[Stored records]

-----

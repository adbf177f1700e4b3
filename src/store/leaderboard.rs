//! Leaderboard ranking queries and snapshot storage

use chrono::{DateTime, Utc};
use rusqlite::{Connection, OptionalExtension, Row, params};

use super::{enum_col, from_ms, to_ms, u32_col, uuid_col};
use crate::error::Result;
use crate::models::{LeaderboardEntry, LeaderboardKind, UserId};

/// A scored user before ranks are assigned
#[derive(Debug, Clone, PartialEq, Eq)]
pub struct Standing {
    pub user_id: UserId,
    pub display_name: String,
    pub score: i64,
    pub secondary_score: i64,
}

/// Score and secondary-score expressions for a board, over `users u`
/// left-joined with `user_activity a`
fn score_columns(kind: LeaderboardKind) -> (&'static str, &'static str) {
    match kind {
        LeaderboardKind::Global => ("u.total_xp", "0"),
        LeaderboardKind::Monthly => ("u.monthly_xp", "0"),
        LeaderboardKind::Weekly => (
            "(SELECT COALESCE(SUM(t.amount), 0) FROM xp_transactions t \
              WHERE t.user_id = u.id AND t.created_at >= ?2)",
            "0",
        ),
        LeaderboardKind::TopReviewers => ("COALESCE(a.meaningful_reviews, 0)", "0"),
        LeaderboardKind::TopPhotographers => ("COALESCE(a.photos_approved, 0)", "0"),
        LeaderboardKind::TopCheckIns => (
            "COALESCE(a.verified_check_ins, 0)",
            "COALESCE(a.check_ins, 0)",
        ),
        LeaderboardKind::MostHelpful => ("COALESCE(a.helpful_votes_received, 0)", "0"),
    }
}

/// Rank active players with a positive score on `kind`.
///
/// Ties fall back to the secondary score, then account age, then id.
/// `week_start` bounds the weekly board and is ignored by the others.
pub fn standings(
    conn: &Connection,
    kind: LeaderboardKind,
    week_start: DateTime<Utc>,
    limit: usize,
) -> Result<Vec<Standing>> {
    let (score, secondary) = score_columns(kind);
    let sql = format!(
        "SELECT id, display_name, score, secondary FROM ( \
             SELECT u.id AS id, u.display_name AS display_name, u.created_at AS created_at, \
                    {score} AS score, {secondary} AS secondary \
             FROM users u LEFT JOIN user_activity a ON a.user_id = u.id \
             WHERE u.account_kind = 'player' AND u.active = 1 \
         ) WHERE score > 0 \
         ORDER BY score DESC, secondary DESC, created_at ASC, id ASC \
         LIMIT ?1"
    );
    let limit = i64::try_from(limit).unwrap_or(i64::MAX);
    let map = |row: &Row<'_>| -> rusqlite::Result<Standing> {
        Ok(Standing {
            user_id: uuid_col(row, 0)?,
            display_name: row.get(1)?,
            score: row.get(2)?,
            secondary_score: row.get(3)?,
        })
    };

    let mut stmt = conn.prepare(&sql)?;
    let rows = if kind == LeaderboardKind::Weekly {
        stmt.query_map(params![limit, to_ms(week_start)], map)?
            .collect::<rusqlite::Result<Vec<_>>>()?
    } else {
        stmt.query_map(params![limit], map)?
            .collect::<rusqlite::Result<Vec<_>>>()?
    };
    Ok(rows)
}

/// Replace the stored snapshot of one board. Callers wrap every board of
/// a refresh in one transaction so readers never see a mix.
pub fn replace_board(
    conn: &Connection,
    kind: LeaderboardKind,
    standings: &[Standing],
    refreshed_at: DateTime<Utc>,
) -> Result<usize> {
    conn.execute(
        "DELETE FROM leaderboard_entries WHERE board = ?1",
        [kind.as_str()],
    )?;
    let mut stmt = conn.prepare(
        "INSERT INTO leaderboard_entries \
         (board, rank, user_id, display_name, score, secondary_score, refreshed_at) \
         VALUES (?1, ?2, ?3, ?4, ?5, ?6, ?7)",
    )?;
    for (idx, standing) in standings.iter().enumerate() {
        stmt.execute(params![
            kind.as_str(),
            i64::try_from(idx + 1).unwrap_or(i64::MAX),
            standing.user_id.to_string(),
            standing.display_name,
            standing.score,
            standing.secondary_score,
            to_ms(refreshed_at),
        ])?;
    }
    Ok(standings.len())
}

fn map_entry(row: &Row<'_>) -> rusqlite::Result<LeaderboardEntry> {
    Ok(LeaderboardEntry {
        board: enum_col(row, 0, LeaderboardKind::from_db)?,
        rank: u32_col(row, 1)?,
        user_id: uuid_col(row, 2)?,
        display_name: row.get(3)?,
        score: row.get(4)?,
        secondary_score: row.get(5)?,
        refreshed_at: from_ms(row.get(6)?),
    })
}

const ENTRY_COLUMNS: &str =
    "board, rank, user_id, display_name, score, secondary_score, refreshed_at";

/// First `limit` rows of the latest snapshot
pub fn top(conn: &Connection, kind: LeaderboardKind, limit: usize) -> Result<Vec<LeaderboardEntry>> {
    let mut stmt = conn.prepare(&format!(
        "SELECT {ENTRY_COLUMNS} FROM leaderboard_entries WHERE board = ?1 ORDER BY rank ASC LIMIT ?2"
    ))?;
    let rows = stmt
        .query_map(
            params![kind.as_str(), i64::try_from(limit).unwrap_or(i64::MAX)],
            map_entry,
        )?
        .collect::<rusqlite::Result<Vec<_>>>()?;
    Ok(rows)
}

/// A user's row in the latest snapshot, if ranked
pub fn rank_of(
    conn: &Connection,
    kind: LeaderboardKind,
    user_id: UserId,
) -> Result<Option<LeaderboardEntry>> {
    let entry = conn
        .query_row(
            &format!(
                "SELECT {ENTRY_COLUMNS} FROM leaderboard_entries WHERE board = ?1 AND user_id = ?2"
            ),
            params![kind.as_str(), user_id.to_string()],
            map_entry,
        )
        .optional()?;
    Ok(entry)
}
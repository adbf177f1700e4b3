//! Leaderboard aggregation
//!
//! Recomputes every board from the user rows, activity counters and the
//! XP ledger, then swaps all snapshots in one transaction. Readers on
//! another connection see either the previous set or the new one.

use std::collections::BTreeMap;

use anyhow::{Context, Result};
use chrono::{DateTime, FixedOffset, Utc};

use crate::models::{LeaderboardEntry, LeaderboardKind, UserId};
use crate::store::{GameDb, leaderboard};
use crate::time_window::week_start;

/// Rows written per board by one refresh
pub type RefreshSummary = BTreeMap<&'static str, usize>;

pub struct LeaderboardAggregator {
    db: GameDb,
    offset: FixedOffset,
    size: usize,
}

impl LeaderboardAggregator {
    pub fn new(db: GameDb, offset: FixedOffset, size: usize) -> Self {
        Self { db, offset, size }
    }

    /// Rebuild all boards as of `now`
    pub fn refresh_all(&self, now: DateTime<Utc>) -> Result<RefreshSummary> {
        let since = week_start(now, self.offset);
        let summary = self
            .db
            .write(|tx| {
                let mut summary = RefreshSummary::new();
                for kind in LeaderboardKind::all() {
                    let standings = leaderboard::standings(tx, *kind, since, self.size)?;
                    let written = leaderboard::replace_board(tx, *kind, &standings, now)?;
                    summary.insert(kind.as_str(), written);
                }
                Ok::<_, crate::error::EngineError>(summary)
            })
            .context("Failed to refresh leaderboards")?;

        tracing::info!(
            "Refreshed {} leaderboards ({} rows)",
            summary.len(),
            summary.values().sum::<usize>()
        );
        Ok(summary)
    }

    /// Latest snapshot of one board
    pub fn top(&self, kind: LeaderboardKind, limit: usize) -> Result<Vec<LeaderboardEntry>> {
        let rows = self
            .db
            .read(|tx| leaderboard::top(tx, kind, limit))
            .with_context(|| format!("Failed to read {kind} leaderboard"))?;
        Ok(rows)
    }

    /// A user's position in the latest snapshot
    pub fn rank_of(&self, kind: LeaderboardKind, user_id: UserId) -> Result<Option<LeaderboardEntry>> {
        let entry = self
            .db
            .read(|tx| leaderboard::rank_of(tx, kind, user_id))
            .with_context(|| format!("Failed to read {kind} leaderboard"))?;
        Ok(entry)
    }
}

-----

What is required
The data should be written out again in full, exactly as it stands.

The completed task
repository adbf177f1700e4b3
filename src/store/leaderboard.rs
//! Leaderboard ranking queries and snapshot storage

use chrono::{DateTime, Utc};
use rusqlite::{Connection, OptionalExtension, Row, params};

use super::{enum_col, from_ms, to_ms, u32_col, uuid_col};
use crate::error::Result;
use crate::models::{LeaderboardEntry, LeaderboardKind, UserId};

/// A scored user before ranks are assigned
#[derive(Debug, Clone, PartialEq, Eq)]
pub struct Standing {
    pub user_id: UserId,
    pub display_name: String,
    pub score: i64,
    pub secondary_score: i64,
}

/// Score and secondary-score expressions for a board, over `users u`
/// left-joined with `user_activity a`
fn score_columns(kind: LeaderboardKind) -> (&'static str, &'static str) {
    match kind {
        LeaderboardKind::Global => ("u.total_xp", "0"),
        LeaderboardKind::Monthly => ("u.monthly_xp", "0"),
        LeaderboardKind::Weekly => (
            "(SELECT COALESCE(SUM(t.amount), 0) FROM xp_transactions t \
              WHERE t.user_id = u.id AND t.created_at >= ?2)",
            "0",
        ),
        LeaderboardKind::TopReviewers => ("COALESCE(a.meaningful_reviews, 0)", "0"),
        LeaderboardKind::TopPhotographers => ("COALESCE(a.photos_approved, 0)", "0"),
        LeaderboardKind::TopCheckIns => (
            "COALESCE(a.verified_check_ins, 0)",
            "COALESCE(a.check_ins, 0)",
        ),
        LeaderboardKind::MostHelpful => ("COALESCE(a.helpful_votes_received, 0)", "0"),
    }
}

/// Rank active players with a positive score on `kind`.
///
/// Ties fall back to the secondary score, then account age, then id.
/// `week_start` bounds the weekly board and is ignored by the others.
pub fn standings(
    conn: &Connection,
    kind: LeaderboardKind,
    week_start: DateTime<Utc>,
    limit: usize,
) -> Result<Vec<Standing>> {
    let (score, secondary) = score_columns(kind);
    let sql = format!(
        "SELECT id, display_name, score, secondary FROM ( \
             SELECT u.id AS id, u.display_name AS display_name, u.created_at AS created_at, \
                    {score} AS score, {secondary} AS secondary \
             FROM users u LEFT JOIN user_activity a ON a.user_id = u.id \
             WHERE u.account_kind = 'player' AND u.active = 1 \
         ) WHERE score > 0 \
         ORDER BY score DESC, secondary DESC, created_at ASC, id ASC \
         LIMIT ?1"
    );
    let limit = i64::try_from(limit).unwrap_or(i64::MAX);
    let map = |row: &Row<'_>| -> rusqlite::Result<Standing> {
        Ok(Standing {
            user_id: uuid_col(row, 0)?,
            display_name: row.get(1)?,
            score: row.get(2)?,
            secondary_score: row.get(3)?,
        })
    };

    let mut stmt = conn.prepare(&sql)?;
    let rows = if kind == LeaderboardKind::Weekly {
        stmt.query_map(params![limit, to_ms(week_start)], map)?
            .collect::<rusqlite::Result<Vec<_>>>()?
    } else {
        stmt.query_map(params![limit], map)?
            .collect::<rusqlite::Result<Vec<_>>>()?
    };
    Ok(rows)
}

/// Replace the stored snapshot of one board. Callers wrap every board of
/// a refresh in one transaction so readers never see a mix.
pub fn replace_board(
    conn: &Connection,
    kind: LeaderboardKind,
    standings: &[Standing],
    refreshed_at: DateTime<Utc>,
) -> Result<usize> {
    conn.execute(
        "DELETE FROM leaderboard_entries WHERE board = ?1",
        [kind.as_str()],
    )?;
    let mut stmt = conn.prepare(
        "INSERT INTO leaderboard_entries \
         (board, rank, user_id, display_name, score, secondary_score, refreshed_at) \
         VALUES (?1, ?2, ?3, ?4, ?5, ?6, ?7)",
    )?;
    for (idx, standing) in standings.iter().enumerate() {
        stmt.execute(params![
            kind.as_str(),
            i64::try_from(idx + 1).unwrap_or(i64::MAX),
            standing.user_id.to_string(),
            standing.display_name,
            standing.score,
            standing.secondary_score,
            to_ms(refreshed_at),
        ])?;
    }
    Ok(standings.len())
}

fn map_entry(row: &Row<'_>) -> rusqlite::Result<LeaderboardEntry> {
    Ok(LeaderboardEntry {
        board: enum_col(row, 0, LeaderboardKind::from_db)?,
        rank: u32_col(row, 1)?,
        user_id: uuid_col(row, 2)?,
        display_name: row.get(3)?,
        score: row.get(4)?,
        secondary_score: row.get(5)?,
        refreshed_at: from_ms(row.get(6)?),
    })
}

const ENTRY_COLUMNS: &str =
    "board, rank, user_id, display_name, score, secondary_score, refreshed_at";

/// First `limit` rows of the latest snapshot
pub fn top(conn: &Connection, kind: LeaderboardKind, limit: usize) -> Result<Vec<LeaderboardEntry>> {
    let mut stmt = conn.prepare(&format!(
        "SELECT {ENTRY_COLUMNS} FROM leaderboard_entries WHERE board = ?1 ORDER BY rank ASC LIMIT ?2"
    ))?;
    let rows = stmt
        .query_map(
            params![kind.as_str(), i64::try_from(limit).unwrap_or(i64::MAX)],
            map_entry,
        )?
        .collect::<rusqlite::Result<Vec<_>>>()?;
    Ok(rows)
}

/// A user's row in the latest snapshot, if ranked
pub fn rank_of(
    conn: &Connection,
    kind: LeaderboardKind,
    user_id: UserId,
) -> Result<Option<LeaderboardEntry>> {
    let entry = conn
        .query_row(
            &format!(
                "SELECT {ENTRY_COLUMNS} FROM leaderboard_entries WHERE board = ?1 AND user_id = ?2"
            ),
            params![kind.as_str(), user_id.to_string()],
            map_entry,
        )
        .optional()?;
    Ok(entry)
}
repository adbf177f1700e4b3
//! Leaderboard aggregation
//!
//! Recomputes every board from the user rows, activity counters and the
//! XP ledger, then swaps all snapshots in one transaction. Readers on
//! another connection see either the previous set or the new one.

use std::collections::BTreeMap;

use anyhow::{Context, Result};
use chrono::{DateTime, FixedOffset, Utc};

use crate::models::{LeaderboardEntry, LeaderboardKind, UserId};
use crate::store::{GameDb, leaderboard};
use crate::time_window::week_start;

/// Rows written per board by one refresh
pub type RefreshSummary = BTreeMap<&'static str, usize>;

pub struct LeaderboardAggregator {
    db: GameDb,
    offset: FixedOffset,
    size: usize,
}

impl LeaderboardAggregator {
    pub fn new(db: GameDb, offset: FixedOffset, size: usize) -> Self {
        Self { db, offset, size }
    }

    /// Rebuild all boards as of `now`
    pub fn refresh_all(&self, now: DateTime<Utc>) -> Result<RefreshSummary> {
        let since = week_start(now, self.offset);
        let summary = self
            .db
            .write(|tx| {
                let mut summary = RefreshSummary::new();
                for kind in LeaderboardKind::all() {
                    let standings = leaderboard::standings(tx, *kind, since, self.size)?;
                    let written = leaderboard::replace_board(tx, *kind, &standings, now)?;
                    summary.insert(kind.as_str(), written);
                }
                Ok::<_, crate::error::EngineError>(summary)
            })
            .context("Failed to refresh leaderboards")?;

        tracing::info!(
            "Refreshed {} leaderboards ({} rows)",
            summary.len(),
            summary.values().sum::<usize>()
        );
        Ok(summary)
    }

    /// Latest snapshot of one board
    pub fn top(&self, kind: LeaderboardKind, limit: usize) -> Result<Vec<LeaderboardEntry>> {
        let rows = self
            .db
            .read(|tx| leaderboard::top(tx, kind, limit))
            .with_context(|| format!("Failed to read {kind} leaderboard"))?;
        Ok(rows)
    }

    /// A user's position in the latest snapshot
    pub fn rank_of(&self, kind: LeaderboardKind, user_id: UserId) -> Result<Option<LeaderboardEntry>> {
        let entry = self
            .db
            .read(|tx| leaderboard::rank_of(tx, kind, user_id))
            .with_context(|| format!("Failed to read {kind} leaderboard"))?;
        Ok(entry)
    }
}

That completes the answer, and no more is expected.